What a tread to walk into 9 pages deep.....
I could go on for hours about this. I would piss off some management. I would piss off some hourlies. I'll keep away from criticizing people directly and just throw my 2 cents in on a few points. Rhetorical questions included.
1. CHSP committee's are intended to be led and run by the employees themselves. Yes, there are management co-chairs, but we cannot force people to show up to these meetings. It's your choice. If you have a lackluster CHSP committee, it has more to do with the employees not caring about the safety culture....not the Company. Don't you think if 50 out of 50 people showed up to every meeting, that maybe the concerns may be treated more seriously than from the same group of 5 people? Think about it.
2. Only vast amounts of ignorance will deny the fact that quite often production has more weight in decision making than safety. We don't make a product....our service is all we have to give. If it fails, what do we have left? This is not an excuse for this type of culture, its a demonstration of human nature. It's the "sure it's unsafe, but it won't happen to me" mentality that people use day-in and day-out at work AND at home. We do it right when someone is watching...then do it 'our way' when they look away.
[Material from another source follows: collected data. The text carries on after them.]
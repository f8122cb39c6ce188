//! API error types and responses.

use axum::extract::rejection::JsonRejection;
use axum::http::StatusCode;
use axum::response::{IntoResponse, Response};
use axum::Json;
use serde::Serialize;

use dealifi_store::StoreError;

use crate::uploader::UploadError;

/// API error type.
#[derive(Debug, thiserror::Error)]
pub enum ApiError {
    /// Resource not found.
    #[error("not found: {0}")]
    NotFound(String),

    /// Bad request - invalid input.
    #[error("bad request: {0}")]
    BadRequest(String),

    /// Conflict - the resource belongs to someone else.
    #[error("conflict: {0}")]
    Conflict(String),

    /// Payload exceeds a size limit.
    #[error("payload too large: {0}")]
    PayloadTooLarge(String),

    /// Internal server error.
    #[error("internal error: {0}")]
    Internal(String),

    /// External service error.
    #[error("external service error: {0}")]
    ExternalService(String),
}

/// JSON error response body.
#[derive(Debug, Serialize)]
struct ErrorResponse {
    success: bool,
    error: ErrorBody,
}

#[derive(Debug, Serialize)]
struct ErrorBody {
    code: String,
    message: String,
}

impl IntoResponse for ApiError {
    fn into_response(self) -> Response {
        let (status, code, message) = match &self {
            Self::NotFound(msg) => (StatusCode::NOT_FOUND, "not_found", msg.clone()),
            Self::BadRequest(msg) => (StatusCode::BAD_REQUEST, "bad_request", msg.clone()),
            Self::Conflict(msg) => (StatusCode::CONFLICT, "conflict", msg.clone()),
            Self::PayloadTooLarge(msg) => {
                (StatusCode::PAYLOAD_TOO_LARGE, "payload_too_large", msg.clone())
            }
            Self::Internal(msg) => {
                tracing::error!(error = %msg, "Internal server error");
                (
                    StatusCode::INTERNAL_SERVER_ERROR,
                    "internal_error",
                    "Internal server error".to_string(),
                )
            }
            Self::ExternalService(msg) => {
                tracing::warn!(error = %msg, "External service error");
                (
                    StatusCode::BAD_GATEWAY,
                    "external_service_error",
                    msg.clone(),
                )
            }
        };

        let body = ErrorResponse {
            success: false,
            error: ErrorBody {
                code: code.to_string(),
                message,
            },
        };

        (status, Json(body)).into_response()
    }
}

impl From<StoreError> for ApiError {
    fn from(err: StoreError) -> Self {
        match err {
            StoreError::NotFound { entity, id } => Self::NotFound(format!("{entity} not found: {id}")),
            err @ StoreError::CandyMachineOwned { .. } => Self::Conflict(err.to_string()),
            StoreError::Database(msg) | StoreError::Serialization(msg) => Self::Internal(msg),
        }
    }
}

impl From<UploadError> for ApiError {
    fn from(err: UploadError) -> Self {
        Self::ExternalService(err.to_string())
    }
}

impl From<JsonRejection> for ApiError {
    fn from(rejection: JsonRejection) -> Self {
        Self::BadRequest(rejection.body_text())
    }
}
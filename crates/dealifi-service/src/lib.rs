//! Dealifi HTTP API Service.
//!
//! This crate mirrors on-chain candy machine state into a local store so the
//! marketplace can render deals quickly. It provides:
//!
//! - Merchant listing and lookup
//! - Candy machine registration, config-line items and mint receipts
//! - Token metadata upload to decentralized storage
//!
//! The chain stays authoritative. Nothing here signs or submits transactions.

#![forbid(unsafe_code)]
#![warn(missing_docs)]
#![warn(clippy::all)]
#![warn(clippy::pedantic)]
// Allow some pedantic lints that are noisy for Axum handler functions
#![allow(clippy::missing_errors_doc)] // Axum handlers all return Result
#![allow(clippy::unused_async)]

pub mod config;
pub mod error;
pub mod handlers;
pub mod routes;
pub mod state;
pub mod uploader;

pub use config::ServiceConfig;
pub use error::ApiError;
pub use routes::create_router;
pub use state::AppState;
pub use uploader::{HttpUploader, UploadError, Uploader};
//! Token metadata upload handler.
//!
//! Uploads the deal image, then a Metaplex-style JSON document pointing at it.

use std::net::IpAddr;
use std::sync::Arc;

use axum::extract::rejection::JsonRejection;
use axum::extract::State;
use axum::Json;
use base64::engine::general_purpose::STANDARD;
use base64::Engine;
use serde::{Deserialize, Serialize};

use crate::error::ApiError;
use crate::state::AppState;

/// Fallback content type when the source does not declare one.
const DEFAULT_CONTENT_TYPE: &str = "application/octet-stream";

/// Create URI request.
#[derive(Debug, Deserialize)]
#[serde(rename_all = "camelCase")]
pub struct CreateUriRequest {
    /// `data:` URL or `http(s)` URL of the image.
    pub image_data: String,
    /// Metadata entered by the merchant.
    pub metadata: MetadataInput,
}

/// Metadata fields supplied by the merchant.
#[derive(Debug, Deserialize)]
pub struct MetadataInput {
    /// Token name.
    pub name: String,
    /// Token description.
    #[serde(default)]
    pub description: String,
    /// Extra attributes, kept in order.
    #[serde(default)]
    pub attributes: Vec<serde_json::Value>,
}

/// Token metadata document as uploaded.
#[derive(Debug, Clone, PartialEq, Serialize)]
pub struct TokenMetadata {
    /// Token name.
    pub name: String,
    /// Token description.
    pub description: String,
    /// Image URI.
    pub image: String,
    /// Marketplace link.
    pub external_url: String,
    /// Attributes, always ending with `redeemed = "false"`.
    pub attributes: Vec<serde_json::Value>,
    /// File listing.
    pub properties: MetadataProperties,
}

/// `properties` block of token metadata.
#[derive(Debug, Clone, PartialEq, Serialize)]
pub struct MetadataProperties {
    /// Files making up the asset.
    pub files: Vec<MetadataFile>,
    /// Asset category.
    pub category: String,
}

/// One file in `properties.files`.
#[derive(Debug, Clone, PartialEq, Serialize)]
pub struct MetadataFile {
    /// File URI.
    pub uri: String,
    /// MIME type.
    #[serde(rename = "type")]
    pub content_type: String,
}

/// Create URI response.
#[derive(Debug, Serialize)]
#[serde(rename_all = "camelCase")]
pub struct CreateUriResponse {
    /// Always `true`.
    pub success: bool,
    /// Uploaded image URI.
    pub image_url: String,
    /// Image MIME type.
    pub image_type: String,
    /// Uploaded metadata URI.
    pub metadata_uri: String,
    /// The uploaded document.
    pub metadata: TokenMetadata,
}

/// Build the metadata document for an uploaded image.
#[must_use]
pub fn compose_metadata(
    input: MetadataInput,
    image_uri: &str,
    image_type: &str,
    external_url: &str,
) -> TokenMetadata {
    let mut attributes = input.attributes;
    attributes.push(serde_json::json!({
        "trait_type": "redeemed",
        "value": "false",
    }));

    TokenMetadata {
        name: input.name,
        description: input.description,
        image: image_uri.to_string(),
        external_url: external_url.to_string(),
        attributes,
        properties: MetadataProperties {
            files: vec![MetadataFile {
                uri: image_uri.to_string(),
                content_type: image_type.to_string(),
            }],
            category: "image".to_string(),
        },
    }
}

/// Decode a base64 `data:` URL into its MIME type and bytes.
///
/// Returns `None` for anything that is not a base64 data URL.
#[must_use]
pub fn decode_data_url(url: &str) -> Option<(String, Vec<u8>)> {
    let rest = url.strip_prefix("data:")?;
    let (header, payload) = rest.split_once(',')?;
    let mime = header.strip_suffix(";base64")?;
    let bytes = STANDARD.decode(payload.trim()).ok()?;

    let mime = if mime.is_empty() {
        DEFAULT_CONTENT_TYPE
    } else {
        mime
    };
    Some((mime.to_string(), bytes))
}

/// Whether `host` names a publicly routable address.
///
/// Literal loopback, private, link-local and unspecified addresses are
/// refused, as is `localhost`. Names are not resolved.
#[must_use]
pub(crate) fn is_public_host(host: &str) -> bool {
    let host = host.trim_start_matches('[').trim_end_matches(']');
    if host.eq_ignore_ascii_case("localhost") || host.to_ascii_lowercase().ends_with(".localhost") {
        return false;
    }

    match host.parse::<IpAddr>() {
        Ok(IpAddr::V4(ip)) => {
            !(ip.is_loopback()
                || ip.is_private()
                || ip.is_link_local()
                || ip.is_unspecified()
                || ip.is_broadcast())
        }
        Ok(IpAddr::V6(ip)) => {
            if let Some(mapped) = ip.to_ipv4_mapped() {
                return is_public_host(&mapped.to_string());
            }
            let first = ip.segments()[0];
            // fc00::/7 unique local, fe80::/10 link-local
            !(ip.is_loopback()
                || ip.is_unspecified()
                || (first & 0xfe00) == 0xfc00
                || (first & 0xffc0) == 0xfe80)
        }
        Err(_) => true,
    }
}

/// Whether `url` may be fetched under the given host policy.
pub(crate) fn is_allowed_image_url(url: &reqwest::Url, allow_private: bool) -> bool {
    matches!(url.scheme(), "http" | "https")
        && url
            .host_str()
            .is_some_and(|host| allow_private || is_public_host(host))
}

/// Resolve the image bytes and their content type.
///
/// Remote images must answer with a success status and an `image/*`
/// content type, and may not exceed `max_body_bytes`.
async fn load_image(state: &AppState, image_data: &str) -> Result<(String, Vec<u8>), ApiError> {
    if image_data.starts_with("data:") {
        return decode_data_url(image_data)
            .ok_or_else(|| ApiError::BadRequest("imageData is not a base64 data URL".into()));
    }

    let url = reqwest::Url::parse(image_data)
        .ok()
        .filter(|url| matches!(url.scheme(), "http" | "https"))
        .ok_or_else(|| {
            ApiError::BadRequest("imageData must be a data URL or an http(s) URL".into())
        })?;

    if !is_allowed_image_url(&url, state.config.allow_private_image_hosts) {
        return Err(ApiError::BadRequest(
            "imageData must point at a public host".into(),
        ));
    }

    let mut response = state
        .http
        .get(url)
        .send()
        .await
        .and_then(reqwest::Response::error_for_status)
        .map_err(|e| ApiError::ExternalService(format!("failed to fetch image: {e}")))?;

    let content_type = response
        .headers()
        .get(reqwest::header::CONTENT_TYPE)
        .and_then(|v| v.to_str().ok())
        .map(|v| v.split(';').next().unwrap_or_default().trim().to_ascii_lowercase())
        .unwrap_or_default();
    if !content_type.starts_with("image/") {
        return Err(ApiError::BadRequest(format!(
            "imageData is not an image (content type {content_type:?})"
        )));
    }

    let limit = state.config.max_body_bytes;
    let too_large = || ApiError::PayloadTooLarge(format!("image exceeds {limit} bytes"));

    if response
        .content_length()
        .is_some_and(|len| u64::try_from(limit).is_ok_and(|limit| len > limit))
    {
        return Err(too_large());
    }

    let mut bytes = Vec::new();
    while let Some(chunk) = response
        .chunk()
        .await
        .map_err(|e| ApiError::ExternalService(format!("failed to read image: {e}")))?
    {
        if bytes.len() + chunk.len() > limit {
            return Err(too_large());
        }
        bytes.extend_from_slice(&chunk);
    }

    Ok((content_type, bytes))
}

/// Upload an image and its token metadata.
pub async fn create_uri(
    State(state): State<Arc<AppState>>,
    payload: Result<Json<CreateUriRequest>, JsonRejection>,
) -> Result<Json<CreateUriResponse>, ApiError> {
    let Json(request) = payload?;

    let uploader = state
        .uploader
        .clone()
        .ok_or_else(|| ApiError::ExternalService("uploader not configured".into()))?;

    let (image_type, image) = load_image(&state, &request.image_data).await?;
    tracing::info!(size = image.len(), image_type = %image_type, "Uploading image");

    let image_url = uploader.upload(image, &image_type).await?;

    let metadata = compose_metadata(
        request.metadata,
        &image_url,
        &image_type,
        &state.config.external_url,
    );
    let document = serde_json::to_value(&metadata)
        .map_err(|e| ApiError::Internal(format!("failed to encode metadata: {e}")))?;

    let metadata_uri = uploader.upload_json(&document).await?;
    tracing::info!(metadata_uri = %metadata_uri, "Metadata uploaded");

    Ok(Json(CreateUriResponse {
        success: true,
        image_url,
        image_type,
        metadata_uri,
        metadata,
    }))
}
3. Do not ever think that safety doesn't matter to this Company...ever. I will make some connections to make understanding this easy. Even the most Company-hating, stick-it-to-the-man, us-vs-them, Union-thumping, disgruntled bargaining unit can agree that UPS's main goal, at the end of the day, is to make money. With this being said, do you realize how much money injuries and accidents cost this company? It's sickening. I can assure you that they care about safety, if for any other reason than to not spend the money. That $200-some million that we are paying TNT? A single region can pay more than that in accident and injuries in a year. EACH region. UPS caring about safety from the money standpoint, and not necessarily from a personal standpoint, may hurt your feelings. Aww. Doesn't mean they don't care about it.
4. I take personal responsibility for my own safety. I don't need people to tell me to do so. If I notice something that's a threat that's REASONABLY capable of being dealt with, you better be sure that I'm going to do what I can to rectify the issue. I expect nothing less than perfectly safe practices from my employees because, working around jumbo jets....with loads of heavy equipment moving around, there are ample opportunities for loss of life, not just a pinched finger or an achy back. This all happens at night time. Would it be safer during the day? Sure it would. But that's not a REASONABLY fixable problem...
5. Coming from a person in management, I think our Company's policy on blind memorization is the dumbest, most ineffective, obnoxious practice they could have possibly come up with. Why not test for UNDERSTANDING. Take them there keys, read them off to me, and I'll physically show you how to do it. Management has to memorize lists too....for those of you not within the Bubble of Goodness.
6. Integrity has trolled the crap out of everyone. I think...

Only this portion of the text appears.